▶ [Requirement] Restate the records underneath, keeping each one exactly the same.

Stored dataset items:

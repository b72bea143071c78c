// ==========================================
// 회계 수불 증감 분석 - 기간 조인
// ==========================================
// 역할: 기간 역할별 지표를 품목 마스터에 좌측 조인
// 원칙: 행 집합은 품목 마스터가 결정한다 - 특정 기간에만
//       거래가 있는 품목도 반드시 결과에 포함
// ==========================================

use std::collections::HashMap;

use crate::domain::ledger::{columns, LedgerRecord, LedgerTable};
use crate::domain::report::ComparisonRecord;
use crate::domain::types::PeriodRole;
use crate::engine::item_master::ItemMaster;

// ==========================================
// PeriodJoiner
// ==========================================
pub struct PeriodJoiner;

impl PeriodJoiner {
    /// 품목 마스터에 각 기간 역할의 지표 컬럼을 붙인다
    ///
    /// # 결측 정책
    /// 품목이 해당 기간 테이블에 없으면 그 기간의 모든 지표는 0.0 이다.
    /// "거래 기록 없음"은 0 활동이지 결측이 아니다 - null 을 만들지 않는다.
    ///
    /// 증감 필드는 0 으로 초기화되며 VarianceEngine 이 채운다
    pub fn join(
        &self,
        master: &ItemMaster,
        tables: &HashMap<PeriodRole, LedgerTable>,
    ) -> Vec<ComparisonRecord> {
        // 기간별 품목코드 인덱스 (중복 코드는 최초 출현 우선)
        let indexes: HashMap<PeriodRole, HashMap<&str, &LedgerRecord>> = tables
            .iter()
            .map(|(role, table)| (*role, table.index_by_code()))
            .collect();

        let metric = |role: PeriodRole, code: &str, column: &str| -> f64 {
            indexes
                .get(&role)
                .and_then(|index| index.get(code))
                .map(|record| record.metric(column))
                .unwrap_or(0.0)
        };

        master
            .items
            .iter()
            .map(|item| {
                let code = item.item_code.as_str();
                ComparisonRecord {
                    item_code: item.item_code.clone(),
                    item_name: item.item_name.clone(),
                    unit: item.unit.clone(),
                    category: item.category,

                    current_month_production: metric(
                        PeriodRole::CurrentMonth,
                        code,
                        columns::PRODUCTION_ISSUE_AMOUNT,
                    ),
                    current_month_sales: metric(
                        PeriodRole::CurrentMonth,
                        code,
                        columns::SALES_ISSUE_AMOUNT,
                    ),
                    current_month_end_inventory: metric(
                        PeriodRole::CurrentMonth,
                        code,
                        columns::ENDING_INVENTORY_AMOUNT,
                    ),
                    prior_month_production: metric(
                        PeriodRole::PriorMonth,
                        code,
                        columns::PRODUCTION_ISSUE_AMOUNT,
                    ),
                    prior_month_sales: metric(
                        PeriodRole::PriorMonth,
                        code,
                        columns::SALES_ISSUE_AMOUNT,
                    ),
                    current_ytd_production: metric(
                        PeriodRole::CurrentYtd,
                        code,
                        columns::PRODUCTION_ISSUE_AMOUNT,
                    ),
                    current_ytd_sales: metric(
                        PeriodRole::CurrentYtd,
                        code,
                        columns::SALES_ISSUE_AMOUNT,
                    ),
                    prior_ytd_production: metric(
                        PeriodRole::PriorYtd,
                        code,
                        columns::PRODUCTION_ISSUE_AMOUNT,
                    ),
                    prior_ytd_sales: metric(
                        PeriodRole::PriorYtd,
                        code,
                        columns::SALES_ISSUE_AMOUNT,
                    ),
                    prior_year_end_inventory: metric(
                        PeriodRole::PriorYearEnd,
                        code,
                        columns::ENDING_INVENTORY_AMOUNT,
                    ),

                    inventory_variance: 0.0,
                    sales_yoy_variance: 0.0,
                    sales_mom_variance: 0.0,
                    production_yoy_variance: 0.0,
                    production_mom_variance: 0.0,
                }
            })
            .collect()
    }
}
// ==========================================
// 회계 수불 증감 분석 - 계정×뷰 상세 표 생성
// ==========================================
// 역할: 선택 계정의 품목 상세 표 구성 (표시 계층에 그대로 전달)
// 규칙: 관련 지표가 전부 0 인 품목은 숨기고, 대표 증감 내림차순
//       정렬 후 합계 행을 덧붙인다
// ==========================================

use crate::domain::report::{ComparisonRecord, DetailRow, DetailView};
use crate::domain::types::{ItemCategory, VarianceView};
use crate::engine::variance::sort_desc_by;

// ==========================================
// DetailViewBuilder
// ==========================================
// 뷰 제공 여부(계정 정책)는 호출측(API 계층)이 판정한다
pub struct DetailViewBuilder;

impl DetailViewBuilder {
    pub fn build(
        &self,
        records: &[ComparisonRecord],
        category: ItemCategory,
        view: VarianceView,
    ) -> DetailView {
        let mut selected: Vec<ComparisonRecord> = records
            .iter()
            .filter(|record| record.category == category)
            .filter(|record| has_activity(record, view))
            .cloned()
            .collect();

        sort_desc_by(&mut selected, lead_variance(view));

        let column_labels: Vec<String> = match view {
            VarianceView::EndingInventory => vec![
                "전기말_재고".to_string(),
                "당월말_재고".to_string(),
                "재고_증감".to_string(),
            ],
            VarianceView::Sales | VarianceView::Production => vec![
                "당기누적".to_string(),
                "전기누적".to_string(),
                "YoY 증감".to_string(),
                "당월".to_string(),
                "전월".to_string(),
                "MoM 증감".to_string(),
            ],
        };

        let rows: Vec<DetailRow> = selected
            .iter()
            .map(|record| DetailRow {
                item_code: record.item_code.clone(),
                item_name: record.item_name.clone(),
                values: row_values(record, view),
            })
            .collect();

        let mut total = vec![0.0; column_labels.len()];
        for row in &rows {
            for (slot, value) in total.iter_mut().zip(&row.values) {
                *slot += value;
            }
        }

        DetailView {
            category,
            view,
            column_labels,
            rows,
            total,
        }
    }
}

/// 뷰의 정렬 기준이 되는 대표 증감
fn lead_variance(view: VarianceView) -> fn(&ComparisonRecord) -> f64 {
    match view {
        VarianceView::EndingInventory => |r| r.inventory_variance,
        VarianceView::Sales => |r| r.sales_yoy_variance,
        VarianceView::Production => |r| r.production_yoy_variance,
    }
}

/// 뷰 관련 지표가 하나라도 0 이 아닌 품목만 표에 남긴다
fn has_activity(record: &ComparisonRecord, view: VarianceView) -> bool {
    match view {
        VarianceView::EndingInventory => {
            record.prior_year_end_inventory != 0.0 || record.current_month_end_inventory != 0.0
        }
        VarianceView::Sales => {
            record.current_ytd_sales != 0.0
                || record.prior_ytd_sales != 0.0
                || record.current_month_sales != 0.0
        }
        VarianceView::Production => {
            record.current_ytd_production != 0.0
                || record.prior_ytd_production != 0.0
                || record.current_month_production != 0.0
        }
    }
}

fn row_values(record: &ComparisonRecord, view: VarianceView) -> Vec<f64> {
    match view {
        VarianceView::EndingInventory => vec![
            record.prior_year_end_inventory,
            record.current_month_end_inventory,
            record.inventory_variance,
        ],
        VarianceView::Sales => vec![
            record.current_ytd_sales,
            record.prior_ytd_sales,
            record.sales_yoy_variance,
            record.current_month_sales,
            record.prior_month_sales,
            record.sales_mom_variance,
        ],
        VarianceView::Production => vec![
            record.current_ytd_production,
            record.prior_ytd_production,
            record.production_yoy_variance,
            record.current_month_production,
            record.prior_month_production,
            record.production_mom_variance,
        ],
    }
}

▶ [Task answer]
repository b72bea143071c78c
// ==========================================
// 회계 수불 증감 분석 - 기간 조인
// ==========================================
// 역할: 기간 역할별 지표를 품목 마스터에 좌측 조인
// 원칙: 행 집합은 품목 마스터가 결정한다 - 특정 기간에만
//       거래가 있는 품목도 반드시 결과에 포함
// ==========================================

use std::collections::HashMap;

use crate::domain::ledger::{columns, LedgerRecord, LedgerTable};
use crate::domain::report::ComparisonRecord;
use crate::domain::types::PeriodRole;
use crate::engine::item_master::ItemMaster;

// ==========================================
// PeriodJoiner
// ==========================================
pub struct PeriodJoiner;

impl PeriodJoiner {
    /// 품목 마스터에 각 기간 역할의 지표 컬럼을 붙인다
    ///
    /// # 결측 정책
    /// 품목이 해당 기간 테이블에 없으면 그 기간의 모든 지표는 0.0 이다.
    /// "거래 기록 없음"은 0 활동이지 결측이 아니다 - null 을 만들지 않는다.
    ///
    /// 증감 필드는 0 으로 초기화되며 VarianceEngine 이 채운다
    pub fn join(
        &self,
        master: &ItemMaster,
        tables: &HashMap<PeriodRole, LedgerTable>,
    ) -> Vec<ComparisonRecord> {
        // 기간별 품목코드 인덱스 (중복 코드는 최초 출현 우선)
        let indexes: HashMap<PeriodRole, HashMap<&str, &LedgerRecord>> = tables
            .iter()
            .map(|(role, table)| (*role, table.index_by_code()))
            .collect();

        let metric = |role: PeriodRole, code: &str, column: &str| -> f64 {
            indexes
                .get(&role)
                .and_then(|index| index.get(code))
                .map(|record| record.metric(column))
                .unwrap_or(0.0)
        };

        master
            .items
            .iter()
            .map(|item| {
                let code = item.item_code.as_str();
                ComparisonRecord {
                    item_code: item.item_code.clone(),
                    item_name: item.item_name.clone(),
                    unit: item.unit.clone(),
                    category: item.category,

                    current_month_production: metric(
                        PeriodRole::CurrentMonth,
                        code,
                        columns::PRODUCTION_ISSUE_AMOUNT,
                    ),
                    current_month_sales: metric(
                        PeriodRole::CurrentMonth,
                        code,
                        columns::SALES_ISSUE_AMOUNT,
                    ),
                    current_month_end_inventory: metric(
                        PeriodRole::CurrentMonth,
                        code,
                        columns::ENDING_INVENTORY_AMOUNT,
                    ),
                    prior_month_production: metric(
                        PeriodRole::PriorMonth,
                        code,
                        columns::PRODUCTION_ISSUE_AMOUNT,
                    ),
                    prior_month_sales: metric(
                        PeriodRole::PriorMonth,
                        code,
                        columns::SALES_ISSUE_AMOUNT,
                    ),
                    current_ytd_production: metric(
                        PeriodRole::CurrentYtd,
                        code,
                        columns::PRODUCTION_ISSUE_AMOUNT,
                    ),
                    current_ytd_sales: metric(
                        PeriodRole::CurrentYtd,
                        code,
                        columns::SALES_ISSUE_AMOUNT,
                    ),
                    prior_ytd_production: metric(
                        PeriodRole::PriorYtd,
                        code,
                        columns::PRODUCTION_ISSUE_AMOUNT,
                    ),
                    prior_ytd_sales: metric(
                        PeriodRole::PriorYtd,
                        code,
                        columns::SALES_ISSUE_AMOUNT,
                    ),
                    prior_year_end_inventory: metric(
                        PeriodRole::PriorYearEnd,
                        code,
                        columns::ENDING_INVENTORY_AMOUNT,
                    ),

                    inventory_variance: 0.0,
                    sales_yoy_variance: 0.0,
                    sales_mom_variance: 0.0,
                    production_yoy_variance: 0.0,
                    production_mom_variance: 0.0,
                }
            })
            .collect()
    }
}
// ==========================================
// 회계 수불 증감 분석 - 계정×뷰 상세 표 생성
// ==========================================
// 역할: 선택 계정의 품목 상세 표 구성 (표시 계층에 그대로 전달)
// 규칙: 관련 지표가 전부 0 인 품목은 숨기고, 대표 증감 내림차순
//       정렬 후 합계 행을 덧붙인다
// ==========================================

use crate::domain::report::{ComparisonRecord, DetailRow, DetailView};
use crate::domain::types::{ItemCategory, VarianceView};
use crate::engine::variance::sort_desc_by;

// ==========================================
// DetailViewBuilder
// ==========================================
// 뷰 제공 여부(계정 정책)는 호출측(API 계층)이 판정한다
pub struct DetailViewBuilder;

impl DetailViewBuilder {
    pub fn build(
        &self,
        records: &[ComparisonRecord],
        category: ItemCategory,
        view: VarianceView,
    ) -> DetailView {
        let mut selected: Vec<ComparisonRecord> = records
            .iter()
            .filter(|record| record.category == category)
            .filter(|record| has_activity(record, view))
            .cloned()
            .collect();

        sort_desc_by(&mut selected, lead_variance(view));

        let column_labels: Vec<String> = match view {
            VarianceView::EndingInventory => vec![
                "전기말_재고".to_string(),
                "당월말_재고".to_string(),
                "재고_증감".to_string(),
            ],
            VarianceView::Sales | VarianceView::Production => vec![
                "당기누적".to_string(),
                "전기누적".to_string(),
                "YoY 증감".to_string(),
                "당월".to_string(),
                "전월".to_string(),
                "MoM 증감".to_string(),
            ],
        };

        let rows: Vec<DetailRow> = selected
            .iter()
            .map(|record| DetailRow {
                item_code: record.item_code.clone(),
                item_name: record.item_name.clone(),
                values: row_values(record, view),
            })
            .collect();

        let mut total = vec![0.0; column_labels.len()];
        for row in &rows {
            for (slot, value) in total.iter_mut().zip(&row.values) {
                *slot += value;
            }
        }

        DetailView {
            category,
            view,
            column_labels,
            rows,
            total,
        }
    }
}

/// 뷰의 정렬 기준이 되는 대표 증감
fn lead_variance(view: VarianceView) -> fn(&ComparisonRecord) -> f64 {
    match view {
        VarianceView::EndingInventory => |r| r.inventory_variance,
        VarianceView::Sales => |r| r.sales_yoy_variance,
        VarianceView::Production => |r| r.production_yoy_variance,
    }
}

/// 뷰 관련 지표가 하나라도 0 이 아닌 품목만 표에 남긴다
fn has_activity(record: &ComparisonRecord, view: VarianceView) -> bool {
    match view {
        VarianceView::EndingInventory => {
            record.prior_year_end_inventory != 0.0 || record.current_month_end_inventory != 0.0
        }
        VarianceView::Sales => {
            record.current_ytd_sales != 0.0
                || record.prior_ytd_sales != 0.0
                || record.current_month_sales != 0.0
        }
        VarianceView::Production => {
            record.current_ytd_production != 0.0
                || record.prior_ytd_production != 0.0
                || record.current_month_production != 0.0
        }
    }
}

fn row_values(record: &ComparisonRecord, view: VarianceView) -> Vec<f64> {
    match view {
        VarianceView::EndingInventory => vec![
            record.prior_year_end_inventory,
            record.current_month_end_inventory,
            record.inventory_variance,
        ],
        VarianceView::Sales => vec![
            record.current_ytd_sales,
            record.prior_ytd_sales,
            record.sales_yoy_variance,
            record.current_month_sales,
            record.prior_month_sales,
            record.sales_mom_variance,
        ],
        VarianceView::Production => vec![
            record.current_ytd_production,
            record.prior_ytd_production,
            record.production_yoy_variance,
            record.current_month_production,
            record.prior_month_production,
            record.production_mom_variance,
        ],
    }
}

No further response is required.